No se vale, ni el pueblo lo ha autorizado a los diputados, ampliar por vía de “implementación” los contenidos en el Tratado de Libre Comercio, y, como costarricense, me he comprometido a fiscalizar, controlar y denunciar cualquier abuso que los diputados pretendan justificar en leyes de implementación que vayan más allá de los contenidos del Tratado.
Recuerden, señores diputados y los miembros de los partidos políticos, que más de 700.000 costarricenses votamos en contra del Tratado porque no compartimos algunos de sus contenidos.
Por eso, este pueblo exigirá, en el momento en que sea necesario, el respeto de lo aprobado por la voluntad popular si se diera alguna desviación o actitud de abuso de poder mediante la aprobación de leyes complementarias.
Protección de derechos. No es ocioso insistir en que el pueblo costarricense no está dispuesto a ceder en forma gratuita, y sin lucha, el Estado social del derecho, y dentro de esa intención se encuentra también el establecimiento de adecuados mecanismos de protección a los sectores de población cuyos derechos podrían verse debilitados por los efectos del Tratado y de las leyes de implementación.
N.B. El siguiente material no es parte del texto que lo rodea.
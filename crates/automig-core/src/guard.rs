//! Runtime auto-migrate guard
//!
//! Wraps arbitrary database work. If the work reports `MIGRATION_NEEDED`
//! (typically via the detection query at the top of its transaction), the
//! pending suffix is applied and the work is run exactly once more.

use std::future::Future;

use crate::backend::LedgerBackend;
use crate::classify::{classify, Classified, MigrationSignal};
use crate::errors::{ExError, ExErrorKind, Result};
use crate::migrator::{ApplyOptions, Migrator};

/// Run `op`, self-healing a stale schema at most once
///
/// A second consecutive `MIGRATION_NEEDED` after catching up is fatal
/// ([`ExErrorKind::SchemaStillStale`]). Every other failure, from `op` or
/// from the apply step, propagates unchanged.
pub async fn run_with_auto_migrate<B, T, F, Fut>(migrator: &Migrator<B>, mut op: F) -> Result<T>
where
    B: LedgerBackend,
    F: FnMut() -> Fut,
    Fut: Future<Output = Result<T>>,
{
    let first = match op().await {
        Ok(value) => return Ok(value),
        Err(err) => err,
    };

    match classify(first) {
        Classified::Signal {
            signal: MigrationSignal::Needed,
            ..
        } => {}
        other => return Err(other.into_error()),
    }

    tracing::info!(
        signal = MigrationSignal::Needed.name(),
        "schema is behind the running code, applying pending migrations"
    );
    let outcome = migrator
        .apply_pending_migrations(&ApplyOptions::default())
        .await?;
    tracing::debug!(
        applied_len = outcome.newly_applied.len(),
        "retrying guarded operation"
    );

    match op().await {
        Ok(value) => Ok(value),
        Err(err) => match classify(err) {
            Classified::Signal {
                signal: MigrationSignal::Needed,
                error,
            } => Err(ExError::new(ExErrorKind::SchemaStillStale)
                .with_op("run_with_auto_migrate")
                .with_message("migrations still needed after applying the pending suffix")
                .with_source(error)),
            other => Err(other.into_error()),
        },
    }
}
Estamos dispuestos a cambiar la página respetando la voluntad popular, pero no hemos cerrado todavía el capítulo de la lucha por la defensa de los derechos del pueblo costarricense.
Esa es la tarea que nos corresponde a los costarricenses que creemos en una sociedad justa, equitativa y solidaria, donde se construyan herramientas en beneficio de todo el pueblo.